We finished the day with a delicious light lunch at the nearby Ring o Bells on Bellemonte Road, Frodsham which we would highly recommend. Thanks again to Ann for organising the walk, much enjoyed by everybody.
A good day!… 10 happy walkers left Whitley and set off for “Little Switzerland”, a beautiful area of Cheshire near the picturesque village of Willington, Kelsall.
We parked at the Boot Inn where we were made welcome and headed up a steep path and into the hills. It was not long before we were high up, overlooking the Cheshire Plain. The varied walk took us through forests, up and down hills and fields, secret paths, and along parts of the Sandstone trail.
If we had stayed longer, we could have ended up as extras in the ITV series of “Paranoid” which was being filmed at Windsor’s Fruit Farm, Willington.

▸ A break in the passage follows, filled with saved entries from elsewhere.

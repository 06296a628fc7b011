//! # TUI Components
//!
//! Components in this directory follow two patterns:
//!
//! ### Stateless Components (Props-Based Rendering)
//!
//! Display components that receive all data as fields, built fresh each frame:
//! - `TitleBar`: twin name, mood face and status
//! - `Message`: one transcript entry
//! - `SuggestionBar`: function-key hints for the latest suggested actions
//!
//! ### Stateful Components (Event-Driven)
//!
//! Components whose persistent state lives in `TuiState` and turns
//! `TuiEvent`s into their own events:
//! - `InputBox`: single-line text entry with history
//! - `MessageList`: scrollable transcript with a height cache
//! - `AvatarPanel`: side panel for editing the avatar
//!
//! Components never touch `App` directly. The event loop reads their events
//! and dispatches reducer actions.
//!
//! ```text
//! components/
//! ├── mod.rs
//! ├── title_bar.rs
//! ├── message.rs
//! ├── message_list.rs
//! ├── suggestions.rs
//! ├── input_box.rs
//! └── avatar_panel.rs
//! ```

mod title_bar;
pub use title_bar::TitleBar;

pub mod avatar_panel;
pub mod input_box;
pub mod message;
pub mod message_list;
pub mod suggestions;
pub use avatar_panel::{AvatarEvent, AvatarPanel, AvatarPanelState};
pub use input_box::{InputBox, InputEvent};
pub use message_list::{MessageList, MessageListState};
pub use suggestions::SuggestionBar;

Lunch at the “Boot” was cheerfully enjoyed, the service was great, and we must have behaved as extra chocolates from the management were brought and enjoyed. Thanks from all to Ann O’Brien… our dedicated walks leader. The only question was “where are we going next?”
A Walk in the Woods by Susan Burtonwood
There were only 5 of us on this walk, Ann O’Brien, Eleanor Evans, Pat Sharpe, Jenny Roberts and Susan Burtonwood. Our intrepid leader, Ann O’Brien chose the challenging Giant’s Castle Walk through Styal woods, definitely not for the faint hearted, especially on what was so far the hottest day of the year. At least for most of the time we had the canopy of trees to protect us from the sun. The ‘walkers’ have done this route over the last 3-4 years so we planned to have our picnic on ‘Our Log’ which we photograph everyone on it each year and that is what we were aiming to do again this year.
We set off from the village, passing the red brick Oak Cottages which were built for Mill workers who used to grow vegetables on the surrounding fields and what is now the village green. Passing Norcliffe Chapel where The Greg family used to attend, we entered the Northern Woods. Despite today’s high temperatures of around 310 the path was very muddy in places. We descended down a flight of stone steps to Chapel Bridge, which was built for Robert Hyde Greg so he could access the Mill from his home at Norcliffe Hall.
We strolled through the woods, passing the overgrown Folly Bridge, admiring the giant redwood with its red bark. This was one of the many exotic specimens that were planted by the Gregs’ at Styal. We are told Folly Bridge features in paintings by Caroline, Robert Greg’s daughter.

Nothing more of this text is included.